And in recent years, Stamp Duty has got even more confusing, with a number of rule changes including an additional levy for second homes, a reprieve for first-time buyers, and a holiday through the Covid-19 pandemic. So here's what you need to know about Stamp Duty right now. 

What is Stamp Duty? 

Stamp Duty was originally introduced in England in 1694 to raise money for the war against France, but has stuck as a tax on the purchase of assets including property and shares, and a legal record of those transactions.

These days, stamp duty land tax (SDLT) - which applies specifically to the purchase of land, houses, flats and other buildings in England and Northern Ireland  – is a nice little earner for the Treasury.

The amount raised varies according to the state of the property market, and fell to under £8.7 billion in 2020/21 as a result of 2020’s lockdown and changes to the rules. However, in the preceding six tax years it averaged around £11.6 billion, according to HMRC.

In normal non-Covid times, SDLT is calculated on property purchases over a certain value as a percentage of the sale price, and is paid by the buyer. Normally, says Jeremy Leaf, a north London estate agent, “the purchaser pays stamp duty within 14 days of completion. Their solicitor usually handles this on their behalf on completion day.”

How Much Do I Pay? 

SDLT is a banded arrangement, with more expensive properties subject to higher rates of tax than cheaper ones. During the Covid-19 pandemic, from July 2020 until end of June 2021, no Stamp Duty was paid on properties up to £500,000. 

That has now been reduced to £250,000, and from October 1 the normal rates, indicated below,will apply. 

 Property Price SDLT Rate
Up to £125,000   0%
The next £125,000 (portion from £125,001 to £250,000) 2%
The next £675,000 (portion from £250,001 to £925,000) 5%
The next £575,000 (portion from £925,000 to £1.5 million) 10%
The remaining amount (portion above £1.5 million) 12%

The banded system can make it tricky to calculate what you'll pay. Let's look at the example of a property costing £300,000: 

  • On the first £125,000 of the property price 0% SDLT is payable = £0
  • On the next tranche, £125,001 to £250,000, SDLT is charged at 2% = £2,500

  • On the final tranche, from £250,001 to £300,000, SDLT is charge at 5% = £2,500

  • Total Stamp Duty = £5,000

For comparison, a £500,000 property would be taxed at £15,000 while a £1 million property would be subject to SDLT of £43,750.

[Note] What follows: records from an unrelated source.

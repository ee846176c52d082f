// src/gps/sirf.rs
//! SiRF binary message decoding
//!
//! Messages are handed over as complete frames
//! (`A0 A2 <len:2> <payload> <checksum:2> B0 B3`); all offsets below are
//! relative to the start of the frame, so the message id sits at offset 4.
//! Multi-byte fields are big-endian.

use super::data::{Fix, SatelliteInfo};
use chrono::{NaiveDate, NaiveTime};
use tracing::{debug, trace};

/// Measured Tracker Data Out
pub const MID_MEASURED_TRACKER_DATA: u8 = 4;
/// Geodetic Navigation Data
pub const MID_GEODETIC_NAV_DATA: u8 = 41;

pub const SIRF_NUM_CHANNELS: usize = 12;

const GEODETIC_NAV_PAYLOAD_SIZE: usize = 91;
const TRACKER_CHANNEL_SIZE: usize = 15;
const TRACKER_PAYLOAD_SIZE: usize = 8 + TRACKER_CHANNEL_SIZE * SIRF_NUM_CHANNELS;
const HEADER_SIZE: usize = 4;

/// Channel state bit: ephemeris data available
const CHANNEL_STATE_EPHEMERIS: u16 = 0x80;

/// 2-byte bitmask
fn get2d(msg: &[u8], p: usize) -> u16 {
    u16::from_be_bytes([msg[p], msg[p + 1]])
}

/// 2-byte unsigned integer
fn get2u(msg: &[u8], p: usize) -> u32 {
    u32::from(get2d(msg, p))
}

/// 4-byte bitmask
fn get4d(msg: &[u8], p: usize) -> u32 {
    u32::from_be_bytes([msg[p], msg[p + 1], msg[p + 2], msg[p + 3]])
}

/// 4-byte unsigned integer
fn get4u(msg: &[u8], p: usize) -> u64 {
    u64::from(get4d(msg, p))
}

/// 4-byte signed integer, two's complement
fn get4s(msg: &[u8], p: usize) -> i32 {
    get4d(msg, p) as i32
}

fn prn_bit(prn: u8) -> u32 {
    match prn {
        1..=32 => 1 << (prn - 1),
        _ => 0,
    }
}

/// Stateful SiRF decoder
#[derive(Debug, Default)]
pub struct SirfParser {
    satellites: Vec<SatelliteInfo>,
    ephemeris_mask: u32,
    almanac_mask: u32,
    used_in_fix_mask: u32,
    reports: Vec<Option<Fix>>,
}

impl SirfParser {
    pub fn new() -> Self {
        Self::default()
    }

    /// Take the fixes (`Some`) and fix-loss signals (`None`) produced so far
    pub fn take_reports(&mut self) -> Vec<Option<Fix>> {
        std::mem::take(&mut self.reports)
    }

    /// Satellites reported by the last tracker data message
    pub fn satellites(&self) -> &[SatelliteInfo] {
        &self.satellites
    }

    /// Bit `prn - 1` set for every satellite with ephemeris
    pub fn ephemeris_mask(&self) -> u32 {
        self.ephemeris_mask
    }

    pub fn almanac_mask(&self) -> u32 {
        self.almanac_mask
    }

    /// Satellites used in the last navigation solution
    pub fn used_in_fix_mask(&self) -> u32 {
        self.used_in_fix_mask
    }

    /// Feed one frame found at `buf[offset..offset + length]`.
    ///
    /// Returns false for unknown message ids, unexpected payload sizes and
    /// frames too short for their declared payload.
    pub fn put_message(&mut self, buf: &[u8], offset: usize, length: usize) -> bool {
        let Some(msg) = offset
            .checked_add(length)
            .and_then(|end| buf.get(offset..end))
        else {
            debug!("SiRF frame out of bounds: offset {} length {}", offset, length);
            return false;
        };
        if msg.len() <= HEADER_SIZE {
            debug!("SiRF frame too short: {}", msg.len());
            return false;
        }

        match msg[HEADER_SIZE] {
            MID_MEASURED_TRACKER_DATA => self.parse_measured_tracker_data(msg),
            MID_GEODETIC_NAV_DATA => self.parse_geodetic_nav_data(msg),
            id => {
                trace!("Unhandled SiRF message id {}", id);
                false
            }
        }
    }

    fn check_payload(msg: &[u8], expected: usize, name: &str) -> bool {
        let payload_size = get2u(msg, 2) as usize;
        if payload_size != expected {
            debug!("{} error: payload size {} != {}", name, payload_size, expected);
            return false;
        }
        if msg.len() < HEADER_SIZE + payload_size {
            debug!("{} error: truncated frame, {} bytes", name, msg.len());
            return false;
        }
        true
    }

    fn parse_geodetic_nav_data(&mut self, msg: &[u8]) -> bool {
        if !Self::check_payload(msg, GEODETIC_NAV_PAYLOAD_SIZE, "Geodetic navigation data") {
            return false;
        }

        // Field 2. Navigation valid: any set bit means invalid
        let nav_valid = get2d(msg, 5) == 0;
        // Fields 6-11. UTC date and time
        let year = get2u(msg, 15) as i32;
        let month = u32::from(msg[17]);
        let day = u32::from(msg[18]);
        let hour = u32::from(msg[19]);
        let minute = u32::from(msg[20]);
        let second_ms = get2u(msg, 21);
        // Field 12. Satellites used in solution
        self.used_in_fix_mask = get4d(msg, 23);
        // Fields 13-16. Position
        let latitude = f64::from(get4s(msg, 27)) * 1.0e-7;
        let longitude = f64::from(get4s(msg, 31)) * 1.0e-7;
        let alt_ellipsoid = f64::from(get4s(msg, 35)) * 0.01;
        let alt_msl = f64::from(get4s(msg, 39)) * 0.01;
        // Fields 18-19. Speed and course over ground
        let speed = f64::from(get2u(msg, 44)) * 0.01;
        let bearing = f64::from(get2u(msg, 46)) * 0.01;
        // Field 23. Estimated horizontal position error
        let ehpe = get4u(msg, 54) as f64 * 0.01;
        // Fields 34-35. Satellites in fix, HDOP
        let satellites = u32::from(msg[92]);
        let hdop = f64::from(msg[93]) * 0.2;

        for sat in &mut self.satellites {
            sat.used = self.used_in_fix_mask & prn_bit(sat.prn) != 0;
        }

        if !nav_valid {
            self.reports.push(None);
            return true;
        }

        let date = NaiveDate::from_ymd_opt(year, month, day);
        let time = NaiveTime::from_hms_milli_opt(hour, minute, second_ms / 1000, second_ms % 1000);
        let (Some(date), Some(time)) = (date, time) else {
            debug!(
                "Geodetic navigation data with invalid UTC time {}-{}-{} {}:{}:{}",
                year, month, day, hour, minute, second_ms
            );
            self.reports.push(None);
            return true;
        };

        let mut fix = Fix::new(date.and_time(time).and_utc(), latitude, longitude);
        fix.altitude = Some(alt_ellipsoid);
        fix.speed = Some(speed);
        fix.bearing = Some(bearing);
        fix.accuracy = Some(ehpe);
        fix.extras.satellites = Some(satellites);
        fix.extras.hdop = Some(hdop);
        fix.extras.geoid_height = Some(alt_ellipsoid - alt_msl);
        self.reports.push(Some(fix));

        true
    }

    fn parse_measured_tracker_data(&mut self, msg: &[u8]) -> bool {
        if !Self::check_payload(msg, TRACKER_PAYLOAD_SIZE, "Measured tracker data") {
            return false;
        }

        let mut ephemeris_mask = 0;
        let mut almanac_mask = 0;
        self.satellites.clear();

        for channel in msg[HEADER_SIZE + 8..]
            .chunks_exact(TRACKER_CHANNEL_SIZE)
            .take(SIRF_NUM_CHANNELS)
        {
            let prn = channel[0];
            if prn == 0 {
                continue;
            }
            let state = get2d(channel, 3);
            let cno_sum: u32 = channel[5..15].iter().map(|&c| u32::from(c)).sum();

            let mut sat = SatelliteInfo::new(prn);
            sat.azimuth = Some(f32::from(channel[1]) * 1.5);
            sat.elevation = Some(f32::from(channel[2]) * 0.5);
            sat.snr = Some(cno_sum as f32 / 10.0);
            sat.used = self.used_in_fix_mask & prn_bit(prn) != 0;

            if state & CHANNEL_STATE_EPHEMERIS != 0 {
                ephemeris_mask |= prn_bit(prn);
                almanac_mask |= prn_bit(prn);
            }
            self.satellites.push(sat);
        }

        self.ephemeris_mask = ephemeris_mask;
        self.almanac_mask = almanac_mask;
        trace!(
            "SiRF tracker data: {} satellites, ephemeris mask {:#010x}",
            self.satellites.len(),
            ephemeris_mask
        );

        true
    }
}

Clearly, banding makes for a complex calculation, but there is an SDLT calculator on the government website here to help you work out what you will have to pay. You must file an SDLT return if you pay more than £40,000 for a property, even if there’s no tax due.

What was the Stamp Duty Holiday? 

The SDLT holiday introduced in July 2020 was designed to support the housing market in the depths of lockdown, and it proved extremely (arguably overly) successful.

Under it, no SDLT was payable on the first £500,000 of a property’s value, saving buyers up to £15,000 on the normal rate. Unsurprisingly, would-be buyers leapt at the chance to save such sums and house prices have soared.

The discount has subsequently been reduced. Between 30 June and 30 September 2021, the SDLT holiday is tapered so that the first £250,000 of a property purchase is exempt from stamp duty while the other rates remain unchanged, resulting in a maximum saving of £2,500.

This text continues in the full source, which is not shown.